The New Jersey-based developer has asked the Suffolk County Industrial Development Agency to reduce the incentives it received for the 669,000-square-foot facility at 235 Pinelawn Road in Melville in exchange for cutting that job creation promise in half, Newsday reported.
The warehouse is one of two that Hartz Mountain developed on the site of Newsday’s former headquarters. One of them, at 90 Ruland Road, is fully leased to Amazon. The larger one on Pinelawn Road is hardly leased at all.
Hartz Mountain hasn’t found a tenant that can both fill the space and honor the job creation requirement, forcing it to subdivide the property. Only one tenant is on board so far, a pharmaceutical company that leased 95,000 square feet and promised to create 40 jobs.
The Suffolk County IDA provided the project with more than $3 million in property tax savings for 20 years, conditioned on the 500 promised jobs.
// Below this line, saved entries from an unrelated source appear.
//! Run orchestrator: probe connectivity, then download and discard each test
//! video in turn.
//!
//! The whole run is sequential: one extractor call at a time, a fixed pause
//! between downloads, and a single shared workspace that is released exactly
//! once when the run ends, however it ends.

mod config;
mod runner;
mod types;

pub use config::OrchestratorConfig;
pub use runner::Orchestrator;
pub use types::{
    DownloadError, DownloadOutcome, DownloadRecord, OrchestratorError, ProbeAttempt,
    ProbeOutcome, ProbeResult, RunReport, RunState, ShutdownStatus,
};
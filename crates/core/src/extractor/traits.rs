//! Trait definitions for the extractor module.

use async_trait::async_trait;

use super::error::ExtractorError;
use super::types::{ExtractOptions, VideoMetadata};

/// An external tool that can resolve and download videos.
#[async_trait]
pub trait Extractor: Send + Sync {
    /// Returns the name of this extractor implementation.
    fn name(&self) -> &str;

    /// Checks that the extractor is usable and returns its version string.
    async fn validate(&self) -> Result<String, ExtractorError>;

    /// Resolves metadata for a URL without downloading any media.
    async fn extract_info(
        &self,
        url: &str,
        options: &ExtractOptions,
    ) -> Result<VideoMetadata, ExtractorError>;

    /// Downloads the media behind a URL into the options' output directory.
    ///
    /// Writes zero or one file. With `ignore_errors` set, a failure inside the
    /// extractor is not an error: it simply produces no file.
    async fn download(&self, url: &str, options: &ExtractOptions) -> Result<(), ExtractorError>;
}

#[cfg(test)]
mod tests {
    use super::*;

    struct StaticExtractor;

    #[async_trait]
    impl Extractor for StaticExtractor {
        fn name(&self) -> &str {
            "static"
        }

        async fn validate(&self) -> Result<String, ExtractorError> {
            Ok("1.0".to_string())
        }

        async fn extract_info(
            &self,
            url: &str,
            _options: &ExtractOptions,
        ) -> Result<VideoMetadata, ExtractorError> {
            Ok(VideoMetadata {
                title: Some(url.to_string()),
                ..Default::default()
            })
        }

        async fn download(
            &self,
            _url: &str,
            options: &ExtractOptions,
        ) -> Result<(), ExtractorError> {
            let dir = options.output_dir().ok_or_else(|| {
                ExtractorError::invalid_options("download requires an output directory")
            })?;
            tokio::fs::write(dir.join("static.mp4"), b"data").await?;
            Ok(())
        }
    }

    #[tokio::test]
    async fn test_extract_info_via_trait_object() {
        let extractor: Box<dyn Extractor> = Box::new(StaticExtractor);
        let info = extractor
            .extract_info("https://example.com/v", &ExtractOptions::metadata_only())
            .await
            .unwrap();
        assert_eq!(info.title.as_deref(), Some("https://example.com/v"));
        assert_eq!(extractor.name(), "static");
    }

    #[tokio::test]
    async fn test_download_without_output_dir_fails() {
        let extractor = StaticExtractor;
        let result = extractor
            .download("https://example.com/v", &ExtractOptions::metadata_only())
            .await;
        assert!(matches!(result, Err(ExtractorError::InvalidOptions { .. })));
    }

    #[tokio::test]
    async fn test_download_writes_into_output_dir() {
        let dir = tempfile::tempdir().unwrap();
        let options = ExtractOptions::for_download(dir.path(), Default::default()).unwrap();
        StaticExtractor
            .download("https://example.com/v", &options)
            .await
            .unwrap();
        assert!(dir.path().join("static.mp4").exists());
    }
}
use super::{types::Config, ConfigError};

/// Validate configuration
/// Currently validates:
/// - Probe and download URL lists are not empty
/// - Every URL is http(s)
/// - Extractor timeout is not 0
pub fn validate_config(config: &Config) -> Result<(), ConfigError> {
    check_urls("probe.urls", &config.probe.urls)?;
    check_urls("download.urls", &config.download.urls)?;

    if config.extractor.timeout_secs == 0 {
        return Err(ConfigError::ValidationError(
            "extractor.timeout_secs cannot be 0".to_string(),
        ));
    }

    Ok(())
}

fn check_urls(field: &str, urls: &[String]) -> Result<(), ConfigError> {
    if urls.is_empty() {
        return Err(ConfigError::ValidationError(format!(
            "{} cannot be empty",
            field
        )));
    }

    for url in urls {
        if !(url.starts_with("https://") || url.starts_with("http://")) {
            return Err(ConfigError::ValidationError(format!(
                "{} contains a non-http URL: {}",
                field, url
            )));
        }
    }

    Ok(())
}
/// Node.js side of the bridge
pub const BRIDGE_SCRIPT: &str = r#"
const readline = require('readline');
const { chromium, firefox, webkit } = require('playwright');

const engines = { chromium, firefox, webkit };
let browser = null;
let page = null;

function locate(l) {
  switch (l.kind) {
    case 'test_id': return page.getByTestId(l.key).first();
    case 'role': return page.getByRole(l.role, { name: l.name, exact: true }).first();
    case 'text': return page.getByText(l.text).first();
    default: throw new Error('unknown locator kind: ' + l.kind);
  }
}

function onRoute(route) {
  const want = route.replace(/\/$/, '');
  return (url) => {
    const path = url.pathname.replace(/\/$/, '');
    return want === '' ? path === '' : path.endsWith(want);
  };
}

async function orFalse(promise) {
  try {
    await promise;
    return true;
  } catch (e) {
    if (e.name === 'TimeoutError') return false;
    throw e;
  }
}

async function handle(cmd) {
  switch (cmd.op) {
    case 'launch': {
      browser = await engines[cmd.browser].launch({ headless: cmd.headless });
      const context = await browser.newContext({
        baseURL: cmd.base_url,
        viewport: { width: cmd.width, height: cmd.height },
      });
      page = await context.newPage();
      return null;
    }
    case 'goto':
      await page.goto(cmd.url, { timeout: cmd.timeout_ms });
      return null;
    case 'wait_for_url':
      return await orFalse(page.waitForURL(onRoute(cmd.route), { timeout: cmd.timeout_ms }));
    case 'wait_for':
      return await orFalse(locate(cmd.locator).waitFor({ state: 'visible', timeout: cmd.timeout_ms }));
    case 'fill':
      await locate(cmd.locator).fill(cmd.value, { timeout: cmd.timeout_ms });
      return null;
    case 'select_option':
      await locate(cmd.locator).selectOption(cmd.value, { timeout: cmd.timeout_ms });
      return null;
    case 'click':
      await locate(cmd.locator).click({ timeout: cmd.timeout_ms });
      return null;
    case 'text_content':
      return await locate(cmd.locator).textContent({ timeout: cmd.timeout_ms });
    case 'is_visible':
      return await locate(cmd.locator).isVisible();
    case 'current_url':
      return page.url();
    case 'screenshot':
      await page.screenshot({ path: cmd.path, fullPage: true });
      return null;
    case 'close':
      if (browser) await browser.close();
      browser = null;
      return null;
    default:
      throw new Error('unknown op: ' + cmd.op);
  }
}

function reply(obj) {
  process.stdout.write(JSON.stringify(obj) + '\n');
}

const rl = readline.createInterface({ input: process.stdin });
let queue = Promise.resolve();
rl.on('line', (line) => {
  queue = queue.then(async () => {
    let cmd = null;
    try {
      cmd = JSON.parse(line);
      const value = await handle(cmd);
      reply({ id: cmd.id, ok: true, value: value === undefined ? null : value });
    } catch (e) {
      reply({ id: cmd ? cmd.id : null, ok: false, error: String(e.message || e), timeout: e.name === 'TimeoutError' });
    }
    if (cmd && cmd.op === 'close') process.exit(0);
  });
});
rl.on('close', async () => {
  if (browser) await browser.close();
  process.exit(0);
});
"#;
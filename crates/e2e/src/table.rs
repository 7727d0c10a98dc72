//! Scenario tables
//!
//! A table is one axis of input variation against one page: a set of
//! default inputs plus rows that override, omit or extend them, each with an
//! expected outcome. Tables live in YAML so adding a row never touches code.

use std::collections::HashSet;
use std::fmt;
use std::path::{Path, PathBuf};

use serde::de::{self, MapAccess, Visitor};
use serde::{Deserialize, Deserializer, Serialize};

use crate::assertion::ExpectedOutcome;
use crate::error::{E2eError, E2eResult};
use crate::hooks::SetupAction;

/// Field name to value, in the order the fields are filled
#[derive(Debug, Clone, Default, PartialEq, Eq, Serialize)]
pub struct FieldInputs(Vec<(String, String)>);

impl FieldInputs {
    pub fn new() -> Self {
        Self::default()
    }

    /// Set a value, keeping the field's original position if already present
    pub fn set(&mut self, name: impl Into<String>, value: impl Into<String>) {
        let name = name.into();
        let value = value.into();
        match self.0.iter_mut().find(|(n, _)| *n == name) {
            Some(slot) => slot.1 = value,
            None => self.0.push((name, value)),
        }
    }

    pub fn with(mut self, name: impl Into<String>, value: impl Into<String>) -> Self {
        self.set(name, value);
        self
    }

    /// Remove a field, returning whether it was present
    pub fn remove(&mut self, name: &str) -> bool {
        let before = self.0.len();
        self.0.retain(|(n, _)| n != name);
        self.0.len() != before
    }

    pub fn get(&self, name: &str) -> Option<&str> {
        self.0
            .iter()
            .find(|(n, _)| n == name)
            .map(|(_, v)| v.as_str())
    }

    pub fn as_slice(&self) -> &[(String, String)] {
        &self.0
    }

    pub fn iter(&self) -> impl Iterator<Item = (&str, &str)> {
        self.0.iter().map(|(n, v)| (n.as_str(), v.as_str()))
    }

    pub fn len(&self) -> usize {
        self.0.len()
    }

    pub fn is_empty(&self) -> bool {
        self.0.is_empty()
    }
}

impl<'de> Deserialize<'de> for FieldInputs {
    fn deserialize<D: Deserializer<'de>>(deserializer: D) -> Result<Self, D::Error> {
        struct InputsVisitor;

        impl<'de> Visitor<'de> for InputsVisitor {
            type Value = FieldInputs;

            fn expecting(&self, f: &mut fmt::Formatter) -> fmt::Result {
                f.write_str("a mapping of field name to value")
            }

            fn visit_map<A: MapAccess<'de>>(self, mut map: A) -> Result<FieldInputs, A::Error> {
                let mut inputs = FieldInputs::new();
                while let Some((name, value)) = map.next_entry::<String, Scalar>()? {
                    let value = value.into_string();
                    if inputs.get(&name).is_some() {
                        return Err(serde::de::Error::custom(format!(
                            "field '{}' given twice",
                            name
                        )));
                    }
                    inputs.0.push((name, value));
                }
                Ok(inputs)
            }
        }

        deserializer.deserialize_map(InputsVisitor)
    }
}

/// Input value. Unquoted integers and booleans such as `Zip Code: 91234`
/// are taken as text; unquoted decimals are rejected because YAML has
/// already dropped their formatting (`1.50` reads as `1.5`).
struct Scalar(String);

impl Scalar {
    fn into_string(self) -> String {
        self.0
    }
}

impl<'de> Deserialize<'de> for Scalar {
    fn deserialize<D: Deserializer<'de>>(deserializer: D) -> Result<Self, D::Error> {
        struct ScalarVisitor;

        impl<'de> Visitor<'de> for ScalarVisitor {
            type Value = Scalar;

            fn expecting(&self, f: &mut fmt::Formatter) -> fmt::Result {
                f.write_str("a text value")
            }

            fn visit_str<E: de::Error>(self, v: &str) -> Result<Scalar, E> {
                Ok(Scalar(v.to_string()))
            }

            fn visit_string<E: de::Error>(self, v: String) -> Result<Scalar, E> {
                Ok(Scalar(v))
            }

            fn visit_i64<E: de::Error>(self, v: i64) -> Result<Scalar, E> {
                Ok(Scalar(v.to_string()))
            }

            fn visit_u64<E: de::Error>(self, v: u64) -> Result<Scalar, E> {
                Ok(Scalar(v.to_string()))
            }

            fn visit_bool<E: de::Error>(self, v: bool) -> Result<Scalar, E> {
                Ok(Scalar(v.to_string()))
            }

            fn visit_f64<E: de::Error>(self, v: f64) -> Result<Scalar, E> {
                Err(E::custom(format!(
                    "unquoted decimal {} loses its formatting; quote the value",
                    v
                )))
            }
        }

        deserializer.deserialize_any(ScalarVisitor)
    }
}

fn yes() -> bool {
    true
}

/// One row of a table
#[derive(Debug, Clone, Deserialize)]
pub struct ScenarioRow {
    pub name: String,

    /// Start from the table defaults
    #[serde(default = "yes")]
    pub inherit_defaults: bool,

    /// Default fields left empty for this row
    #[serde(default)]
    pub omit: Vec<String>,

    /// Values overriding or extending the defaults
    #[serde(default)]
    pub inputs: FieldInputs,

    #[serde(default)]
    pub tags: Vec<String>,

    #[serde(default)]
    pub setup: Vec<SetupAction>,

    pub expect: ExpectedOutcome,
}

/// A table as written in YAML
#[derive(Debug, Clone, Deserialize)]
pub struct ScenarioTable {
    pub name: String,

    /// Name of the page definition the rows run against
    pub page: String,

    #[serde(default)]
    pub description: String,

    #[serde(default)]
    pub tags: Vec<String>,

    #[serde(default)]
    pub defaults: FieldInputs,

    /// Setup shared by every row
    #[serde(default)]
    pub setup: Vec<SetupAction>,

    pub rows: Vec<ScenarioRow>,

    #[serde(skip)]
    pub source: Option<PathBuf>,
}

/// One runnable scenario, produced from a table row. Never mutated.
#[derive(Debug, Clone, PartialEq, Eq, Serialize)]
pub struct ScenarioCase {
    pub name: String,
    pub table: String,
    pub page: String,
    pub tags: Vec<String>,
    pub inputs: FieldInputs,
    pub setup: Vec<SetupAction>,
    pub expect: ExpectedOutcome,
}

impl ScenarioCase {
    /// `table/row`, unique across a suite
    pub fn id(&self) -> String {
        format!("{}/{}", self.table, self.name)
    }

    pub fn has_tag(&self, tag: &str) -> bool {
        self.tags.iter().any(|t| t == tag)
    }

    /// Touches state shared by every session, so must run alone
    pub fn is_exclusive(&self) -> bool {
        self.setup.iter().any(SetupAction::is_global)
    }
}

impl ScenarioTable {
    pub fn from_yaml(yaml: &str) -> E2eResult<Self> {
        let table: Self = serde_yaml::from_str(yaml)?;
        table.validate()?;
        Ok(table)
    }

    pub fn from_file(path: &Path) -> E2eResult<Self> {
        let content = std::fs::read_to_string(path)?;
        let mut table = Self::from_yaml(&content)
            .map_err(|e| E2eError::TableParse(format!("{}: {}", path.display(), e)))?;
        table.source = Some(path.to_path_buf());
        Ok(table)
    }

    /// Load every `*.yaml` / `*.yml` table under `dir`, in path order
    pub fn load_all(dir: &Path) -> E2eResult<Vec<Self>> {
        if !dir.is_dir() {
            return Err(E2eError::TableParse(format!(
                "not a directory: {}",
                dir.display()
            )));
        }

        let mut paths: Vec<PathBuf> = walkdir::WalkDir::new(dir)
            .into_iter()
            .filter_map(|e| e.ok())
            .filter(|e| {
                e.path()
                    .extension()
                    .map(|ext| ext == "yaml" || ext == "yml")
                    .unwrap_or(false)
            })
            .map(|e| e.into_path())
            .collect();
        paths.sort();

        let tables = paths
            .iter()
            .map(|p| Self::from_file(p))
            .collect::<E2eResult<Vec<_>>>()?;

        let mut names = HashSet::new();
        for table in &tables {
            if !names.insert(table.name.as_str()) {
                return Err(E2eError::TableParse(format!(
                    "table name '{}' used by more than one file",
                    table.name
                )));
            }
        }
        Ok(tables)
    }

    fn validate(&self) -> E2eResult<()> {
        if self.rows.is_empty() {
            return Err(E2eError::TableParse(format!("table '{}' has no rows", self.name)));
        }
        let mut seen = HashSet::new();
        for row in &self.rows {
            if !seen.insert(row.name.as_str()) {
                return Err(E2eError::TableParse(format!(
                    "table '{}' has two rows named '{}'",
                    self.name, row.name
                )));
            }
            for field in &row.omit {
                if row.inherit_defaults && self.defaults.get(field).is_none() {
                    return Err(E2eError::TableParse(format!(
                        "row '{}' omits '{}', which is not a default",
                        row.name, field
                    )));
                }
            }
        }
        Ok(())
    }

    /// Expand rows into cases
    pub fn cases(&self) -> Vec<ScenarioCase> {
        self.rows.iter().map(|row| self.expand(row)).collect()
    }

    fn expand(&self, row: &ScenarioRow) -> ScenarioCase {
        let mut inputs = if row.inherit_defaults {
            self.defaults.clone()
        } else {
            FieldInputs::new()
        };
        for field in &row.omit {
            inputs.remove(field);
        }
        for (name, value) in row.inputs.iter() {
            inputs.set(name, value);
        }

        let mut tags = self.tags.clone();
        for tag in &row.tags {
            if !tags.contains(tag) {
                tags.push(tag.clone());
            }
        }

        ScenarioCase {
            name: row.name.clone(),
            table: self.name.clone(),
            page: self.page.clone(),
            tags,
            inputs,
            setup: self.setup.iter().chain(&row.setup).cloned().collect(),
            expect: row.expect.clone(),
        }
    }
}

/// Expand every table into its cases, in table order
pub fn expand_all(tables: &[ScenarioTable]) -> Vec<ScenarioCase> {
    tables.iter().flat_map(ScenarioTable::cases).collect()
}

/// Cases carrying `tag`
pub fn filter_by_tag<'a>(cases: &'a [ScenarioCase], tag: &str) -> Vec<&'a ScenarioCase> {
    cases.iter().filter(|c| c.has_tag(tag)).collect()
}
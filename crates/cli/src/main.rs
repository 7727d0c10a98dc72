//! formflow CLI - Main Entry Point
//!
//! Runs, lists and validates scenario tables against web form screens.

use std::path::PathBuf;

use clap::{Parser, Subcommand};
use formflow_e2e::HarnessConfig;

mod commands;
mod output;

use commands::{check, list, pages, run};

/// formflow - data-driven form scenario runner
#[derive(Parser)]
#[command(name = "formflow")]
#[command(author, version, about, long_about = None)]
#[command(propagate_version = true)]
struct Cli {
    /// Config file (default: ./formflow.toml when present)
    #[arg(short, long, global = true, env = "FORMFLOW_CONFIG")]
    config: Option<PathBuf>,

    /// Output format
    #[arg(long, default_value = "table", global = true)]
    format: output::OutputFormat,

    /// Enable verbose output
    #[arg(short, long, global = true)]
    verbose: bool,

    #[command(subcommand)]
    command: Commands,
}

#[derive(Subcommand)]
enum Commands {
    /// Run scenarios in real browser sessions
    Run(run::RunArgs),

    /// List the scenarios a run would execute
    List(list::ListArgs),

    /// Validate scenarios against page catalogs without a browser
    Check(check::CheckArgs),

    /// Show page definitions and their fields
    Pages(pages::PagesArgs),
}

#[tokio::main]
async fn main() -> anyhow::Result<()> {
    let cli = Cli::parse();

    // Initialize logging
    let log_level = if cli.verbose { "debug" } else { "info" };
    tracing_subscriber::fmt()
        .with_env_filter(
            tracing_subscriber::EnvFilter::try_from_default_env()
                .unwrap_or_else(|_| tracing_subscriber::EnvFilter::new(log_level)),
        )
        .with_target(false)
        .init();

    let config = HarnessConfig::load(cli.config.as_deref())?;

    match cli.command {
        Commands::Run(args) => run::execute(args, config, cli.format).await?,
        Commands::List(args) => list::execute(args, &config, cli.format)?,
        Commands::Check(args) => check::execute(args, &config, cli.format)?,
        Commands::Pages(args) => pages::execute(args, cli.format)?,
    }

    Ok(())
}
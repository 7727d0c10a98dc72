//! `formflow run`: execute scenarios in real browsers

use std::path::PathBuf;
use std::sync::Arc;

use anyhow::{bail, Result};
use clap::Args;
use formflow_e2e::playwright::Browser;
use formflow_e2e::{
    HarnessConfig, HttpFixtureHooks, PlaywrightLauncher, RunnerConfig, ScenarioReport,
    ScenarioRunner, ServerHandle, SuiteReport,
};
use serde::Serialize;
use tracing::info;

use super::SourceArgs;
use crate::output::{
    print_error, print_list, print_success, print_warning, OutputFormat, TableDisplay,
};

#[derive(Args, Debug)]
pub struct RunArgs {
    #[command(flatten)]
    pub source: SourceArgs,

    /// Base URL of the application (overrides config and FORMFLOW_BASE_URL)
    #[arg(long)]
    pub base_url: Option<String>,

    /// Concurrent browser sessions
    #[arg(short, long)]
    pub workers: Option<usize>,

    /// Browser engine
    #[arg(long)]
    pub browser: Option<Browser>,

    /// Show the browser window
    #[arg(long)]
    pub headed: bool,

    /// Directory for the JSON report and screenshots
    #[arg(long)]
    pub output_dir: Option<PathBuf>,

    /// Do not start the `[server]` from the config file
    #[arg(long)]
    pub no_server: bool,
}

impl RunArgs {
    /// Flags take precedence over file and environment
    fn apply(&self, config: &mut HarnessConfig) {
        if let Some(url) = &self.base_url {
            config.base_url = url.clone();
        }
        if let Some(workers) = self.workers {
            config.workers = workers;
        }
        if let Some(browser) = self.browser {
            config.browser = browser;
        }
        if self.headed {
            config.headless = false;
        }
        if let Some(dir) = &self.output_dir {
            config.screenshot_dir = dir.join("screenshots");
            config.output_dir = dir.clone();
        }
    }
}

/// One line of the results table
#[derive(Serialize)]
pub struct ResultRow {
    pub scenario: String,
    pub passed: bool,
    pub duration_ms: u64,
    pub detail: String,
}

impl From<&ScenarioReport> for ResultRow {
    fn from(report: &ScenarioReport) -> Self {
        let detail = match (&report.error, report.teardown_errors.is_empty()) {
            (Some(err), _) => err.clone(),
            (None, false) => report.teardown_errors.join("; "),
            (None, true) => report
                .observed
                .as_ref()
                .map(|o| o.to_string())
                .unwrap_or_default(),
        };
        Self {
            scenario: report.id.clone(),
            passed: report.passed,
            duration_ms: report.duration_ms,
            detail,
        }
    }
}

impl TableDisplay for ResultRow {
    fn headers() -> Vec<&'static str> {
        vec!["", "Scenario", "Duration", "Detail"]
    }

    fn row(&self) -> Vec<String> {
        vec![
            if self.passed { "✓" } else { "✗" }.to_string(),
            self.scenario.clone(),
            format!("{} ms", self.duration_ms),
            self.detail.clone(),
        ]
    }
}

pub async fn execute(args: RunArgs, mut config: HarnessConfig, format: OutputFormat) -> Result<()> {
    args.apply(&mut config);
    config.validate()?;

    let registry = args.source.registry()?;
    let cases = args.source.cases(&config)?;
    if cases.is_empty() {
        bail!("no scenarios selected");
    }

    // Start the application first so its port is known to the browser and hooks
    let mut server = match (&config.server, args.no_server) {
        (Some(section), false) => {
            let handle = ServerHandle::spawn(section.to_server_config()).await?;
            config.base_url = handle.base_url().to_string();
            Some(handle)
        }
        _ => None,
    };

    let launcher = PlaywrightLauncher::new(config.playwright())?;
    let mut runner = ScenarioRunner::new(
        Arc::new(launcher),
        Arc::new(registry),
        RunnerConfig::from(&config),
    );
    if let Some(hooks) = config.hooks_config() {
        info!("Fixture hooks at {}", hooks.base_url);
        runner = runner.with_hooks(Arc::new(HttpFixtureHooks::new(&hooks)?));
    } else {
        let needs_hooks = cases.iter().filter(|c| !c.setup.is_empty()).count();
        if needs_hooks > 0 {
            print_warning(&format!(
                "{} scenario(s) need fixture hooks but no [hooks] section is configured",
                needs_hooks
            ));
        }
    }

    let report = runner.run_all(&cases).await;
    let path = runner.write_results(&report)?;

    if let Some(server) = server.as_mut() {
        server.stop().await?;
    }

    print_report(&report, format);
    println!("Report: {}", path.display());

    if !report.success() {
        bail!("{} of {} scenario(s) failed", report.failed, report.total);
    }
    Ok(())
}

fn print_report(report: &SuiteReport, format: OutputFormat) {
    let rows: Vec<ResultRow> = report.results.iter().map(ResultRow::from).collect();
    print_list(&rows, format);

    let summary = format!(
        "{} passed, {} failed ({} ms)",
        report.passed, report.failed, report.duration_ms
    );
    if report.success() {
        print_success(&summary);
    } else {
        print_error(&summary);
    }
}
Hartz Mountain has proposed allowing those savings to drop by more than $500,000 and for the term of those savings to be reduced by five years; Hartz did not propose any adjustments to a separate construction equipment sales tax break worth up to $4.6 million or a mortgage recording tax incentive worth up to $663,000.
The IDA board has tabled the decision until next month.
The dilemma at the property is a symptom of a broader problem now facing industrial landlords and developers as the sector, which boomed early in the pandemic, has since cooled considerably. On Tuesday, a WARN notice submitted by industrial tenant N-Quad Logistics revealed plans to cease operations at a 975,000-square-foot single-tenant warehouse it occupied in Staten Island and lay off 136 employees.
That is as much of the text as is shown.